**The data**
//! Naturalistic post scheduling.
//!
//! Every agent has at most one pending "next post" timestamp. The
//! [`Scheduler`] keeps them in a binary heap ordered by due time; setting a
//! new timestamp for an agent supersedes the old one (stale heap entries are
//! skipped lazily when popped) and cancelling removes it.
//!
//! Timestamps come from [`next_post_time`]: a uniform draw between the
//! agent's minimum and maximum interval, pulled slightly earlier when it
//! lands in a peak hour, plus a small positive jitter so agents never post
//! on a mechanical period.

use std::cmp::Reverse;
use std::collections::{BTreeMap, BinaryHeap};

use chrono::{DateTime, TimeDelta, Timelike, Utc};
use rand::Rng;
use serde::{Deserialize, Serialize};

use puppet_agents::EffectiveBehavior;
use puppet_types::AgentId;

// ---------------------------------------------------------------------------
// Configuration
// ---------------------------------------------------------------------------

/// Jitter and fallback parameters.
#[derive(Debug, Clone, Copy, PartialEq, Serialize, Deserialize)]
pub struct SchedulerConfig {
    /// Largest pull-forward applied when the draw lands in a peak hour.
    #[serde(default = "default_peak_jitter_max_minutes")]
    pub peak_jitter_max_minutes: f64,

    /// Largest positive jitter added to every draw.
    #[serde(default = "default_positive_jitter_max_minutes")]
    pub positive_jitter_max_minutes: f64,

    /// Shortest retry delay after a failed attempt.
    #[serde(default = "default_fallback_min_minutes")]
    pub fallback_min_minutes: u32,

    /// Longest retry delay after repeated failures.
    #[serde(default = "default_fallback_max_minutes")]
    pub fallback_max_minutes: u32,
}

impl Default for SchedulerConfig {
    fn default() -> Self {
        Self {
            peak_jitter_max_minutes: default_peak_jitter_max_minutes(),
            positive_jitter_max_minutes: default_positive_jitter_max_minutes(),
            fallback_min_minutes: default_fallback_min_minutes(),
            fallback_max_minutes: default_fallback_max_minutes(),
        }
    }
}

const fn default_peak_jitter_max_minutes() -> f64 {
    10.0
}

const fn default_positive_jitter_max_minutes() -> f64 {
    5.0
}

const fn default_fallback_min_minutes() -> u32 {
    10
}

const fn default_fallback_max_minutes() -> u32 {
    60
}

// ---------------------------------------------------------------------------
// Timestamp computation
// ---------------------------------------------------------------------------

/// Compute the next autonomous post time for an agent.
///
/// The interval is drawn uniformly from `[min_hours, max_hours]`. If the
/// resulting UTC hour is a peak hour the interval shrinks by up to
/// `peak_jitter_max_minutes`, but never below `min_hours`. A positive jitter
/// of up to `positive_jitter_max_minutes` is always added, so
/// `min_hours <= T - now <= max_hours + positive jitter`.
pub fn next_post_time<R: Rng + ?Sized>(
    behavior: &EffectiveBehavior,
    config: &SchedulerConfig,
    now: DateTime<Utc>,
    rng: &mut R,
) -> DateTime<Utc> {
    let min_hours = non_negative(behavior.min_hours_between_posts);
    let max_hours = non_negative(behavior.max_hours_between_posts).max(min_hours);

    let floor = hours(min_hours);
    let mut interval = hours(rng.random_range(min_hours..=max_hours));

    let candidate = now.checked_add_signed(interval).unwrap_or(now);
    if behavior.peak_posting_hours.contains(&candidate.hour()) {
        let pull = minutes(rng.random_range(0.0..=non_negative(config.peak_jitter_max_minutes)));
        interval = interval
            .checked_sub(&pull)
            .unwrap_or(floor)
            .max(floor);
    }

    let jitter = minutes(rng.random_range(0.0..=non_negative(config.positive_jitter_max_minutes)));
    interval = interval.checked_add(&jitter).unwrap_or(interval);

    now.checked_add_signed(interval).unwrap_or(now)
}

/// Retry delay after `failures` consecutive failed attempts.
///
/// Grows as `2^failures` minutes, clamped to
/// `[fallback_min_minutes, fallback_max_minutes]`.
pub fn fallback_delay(failures: u32, config: &SchedulerConfig) -> TimeDelta {
    let floor = i64::from(config.fallback_min_minutes);
    let ceiling = i64::from(config.fallback_max_minutes).max(floor);
    let grown = 2_i64.checked_pow(failures).unwrap_or(i64::MAX);
    TimeDelta::minutes(grown.clamp(floor, ceiling))
}

fn non_negative(value: f64) -> f64 {
    if value.is_finite() { value.max(0.0) } else { 0.0 }
}

pub(crate) fn hours(value: f64) -> TimeDelta {
    TimeDelta::milliseconds(to_millis(value * 3_600_000.0))
}

fn minutes(value: f64) -> TimeDelta {
    TimeDelta::milliseconds(to_millis(value * 60_000.0))
}

/// Round a finite, non-negative millisecond count into range for `TimeDelta`.
#[allow(clippy::cast_possible_truncation)]
fn to_millis(value: f64) -> i64 {
    // Ten years of milliseconds keeps every interval far from overflow.
    const LIMIT: f64 = 315_360_000_000.0;
    if value.is_finite() {
        value.round().clamp(0.0, LIMIT) as i64
    } else {
        0
    }
}

// ---------------------------------------------------------------------------
// Scheduler
// ---------------------------------------------------------------------------

#[derive(Debug, Clone, PartialEq, Eq, PartialOrd, Ord)]
struct Entry {
    due: DateTime<Utc>,
    generation: u64,
    agent: AgentId,
}

/// Priority queue of pending post times, at most one per agent.
#[derive(Debug, Default)]
pub struct Scheduler {
    queue: BinaryHeap<Reverse<Entry>>,
    pending: BTreeMap<AgentId, (DateTime<Utc>, u64)>,
    next_generation: u64,
}

impl Scheduler {
    /// Create an empty scheduler.
    pub fn new() -> Self {
        Self::default()
    }

    /// Set the agent's next post time, replacing any pending one.
    pub fn schedule_at(&mut self, agent: &AgentId, due: DateTime<Utc>) {
        let generation = self.next_generation;
        self.next_generation = self.next_generation.wrapping_add(1);
        self.pending.insert(agent.clone(), (due, generation));
        self.queue.push(Reverse(Entry {
            due,
            generation,
            agent: agent.clone(),
        }));
    }

    /// Drop the agent's pending post time. Returns it, if there was one.
    pub fn cancel(&mut self, agent: &AgentId) -> Option<DateTime<Utc>> {
        self.pending.remove(agent).map(|(due, _)| due)
    }

    /// The agent's pending post time.
    pub fn pending(&self, agent: &AgentId) -> Option<DateTime<Utc>> {
        self.pending.get(agent).map(|(due, _)| *due)
    }

    /// Number of agents with a pending post time.
    pub fn len(&self) -> usize {
        self.pending.len()
    }

    /// Whether no agent has a pending post time.
    pub fn is_empty(&self) -> bool {
        self.pending.is_empty()
    }

    /// Earliest pending post time.
    pub fn next_due(&self) -> Option<DateTime<Utc>> {
        self.pending.values().map(|(due, _)| *due).min()
    }

    /// Remove and return every agent whose post time is at or before `now`,
    /// earliest first. Their pending timestamps are cleared.
    pub fn pop_due(&mut self, now: DateTime<Utc>) -> Vec<AgentId> {
        let mut due = Vec::new();
        while self
            .queue
            .peek()
            .is_some_and(|Reverse(entry)| entry.due <= now)
        {
            let Some(Reverse(entry)) = self.queue.pop() else {
                break;
            };
            let current = self
                .pending
                .get(&entry.agent)
                .is_some_and(|(_, generation)| *generation == entry.generation);
            if current {
                self.pending.remove(&entry.agent);
                due.push(entry.agent);
            }
        }
        due
    }
}

// ---------------------------------------------------------------------------
// Tests
// ---------------------------------------------------------------------------

#[cfg(test)]
mod tests {
    #![allow(clippy::indexing_slicing)]

    use puppet_types::BehaviorConfig;
    use rand::SeedableRng;
    use rand::rngs::SmallRng;

    use super::*;

    fn behavior(min: f64, max: f64, peaks: Vec<u32>) -> EffectiveBehavior {
        let mut config = BehaviorConfig::default();
        config.post_frequency.min_hours_between_posts = min;
        config.post_frequency.max_hours_between_posts = max;
        config.post_frequency.peak_posting_hours = peaks;
        EffectiveBehavior::from_config(&config)
    }

    #[test]
    fn fresh_schedule_respects_bounds() {
        let mut rng = SmallRng::seed_from_u64(42);
        let config = SchedulerConfig::default();
        // Every hour is a peak hour, so the pull-forward is always exercised.
        let behavior = behavior(2.0, 4.0, (0..24).collect());
        let now = Utc::now();
        let lower = TimeDelta::hours(2);
        let upper = TimeDelta::hours(4) + TimeDelta::minutes(5);
        for _ in 0..1_000 {
            let elapsed = next_post_time(&behavior, &config, now, &mut rng) - now;
            assert!(elapsed >= lower, "{elapsed} below minimum");
            assert!(elapsed <= upper, "{elapsed} above maximum");
        }
    }

    #[test]
    fn equal_bounds_still_jitter() {
        let mut rng = SmallRng::seed_from_u64(1);
        let behavior = behavior(1.0, 1.0, Vec::new());
        let now = Utc::now();
        let times: Vec<DateTime<Utc>> = (0..20)
            .map(|_| next_post_time(&behavior, &SchedulerConfig::default(), now, &mut rng))
            .collect();
        assert!(times.iter().any(|t| *t != times[0]));
    }

    #[test]
    fn fallback_grows_and_is_bounded() {
        let config = SchedulerConfig::default();
        assert_eq!(fallback_delay(0, &config), TimeDelta::minutes(10));
        assert_eq!(fallback_delay(4, &config), TimeDelta::minutes(16));
        assert_eq!(fallback_delay(5, &config), TimeDelta::minutes(32));
        assert_eq!(fallback_delay(40, &config), TimeDelta::minutes(60));
        assert_eq!(fallback_delay(u32::MAX, &config), TimeDelta::minutes(60));
    }

    #[test]
    fn one_pending_timestamp_per_agent() {
        let mut scheduler = Scheduler::new();
        let agent = AgentId::new("a");
        let now = Utc::now();
        scheduler.schedule_at(&agent, now + TimeDelta::minutes(5));
        scheduler.schedule_at(&agent, now + TimeDelta::minutes(30));
        assert_eq!(scheduler.len(), 1);
        assert_eq!(scheduler.pending(&agent), Some(now + TimeDelta::minutes(30)));

        // The superseded entry is skipped.
        assert!(scheduler.pop_due(now + TimeDelta::minutes(10)).is_empty());
        assert_eq!(scheduler.pop_due(now + TimeDelta::minutes(31)), vec![agent.clone()]);
        assert!(scheduler.pending(&agent).is_none());
    }

    #[test]
    fn cancel_removes_pending_entry() {
        let mut scheduler = Scheduler::new();
        let agent = AgentId::new("a");
        let now = Utc::now();
        scheduler.schedule_at(&agent, now);
        assert_eq!(scheduler.cancel(&agent), Some(now));
        assert!(scheduler.pop_due(now + TimeDelta::hours(1)).is_empty());
        assert!(scheduler.is_empty());
    }

    #[test]
    fn due_agents_pop_in_time_order() {
        let mut scheduler = Scheduler::new();
        let now = Utc::now();
        scheduler.schedule_at(&AgentId::new("late"), now + TimeDelta::minutes(2));
        scheduler.schedule_at(&AgentId::new("early"), now + TimeDelta::minutes(1));
        scheduler.schedule_at(&AgentId::new("future"), now + TimeDelta::hours(2));
        assert_eq!(scheduler.next_due(), Some(now + TimeDelta::minutes(1)));
        let due = scheduler.pop_due(now + TimeDelta::minutes(3));
        assert_eq!(due, vec![AgentId::new("early"), AgentId::new("late")]);
        assert_eq!(scheduler.len(), 1);
    }
}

**What you have to do**
Emit verbatim the lines running from the one with "now + TimeDelta::hours(2));" through the last line of the data, both endpoints inclusive.

**Solved problem**
        scheduler.schedule_at(&AgentId::new("future"), now + TimeDelta::hours(2));
        assert_eq!(scheduler.next_due(), Some(now + TimeDelta::minutes(1)));
        let due = scheduler.pop_due(now + TimeDelta::minutes(3));
        assert_eq!(due, vec![AgentId::new("early"), AgentId::new("late")]);
        assert_eq!(scheduler.len(), 1);
    }
}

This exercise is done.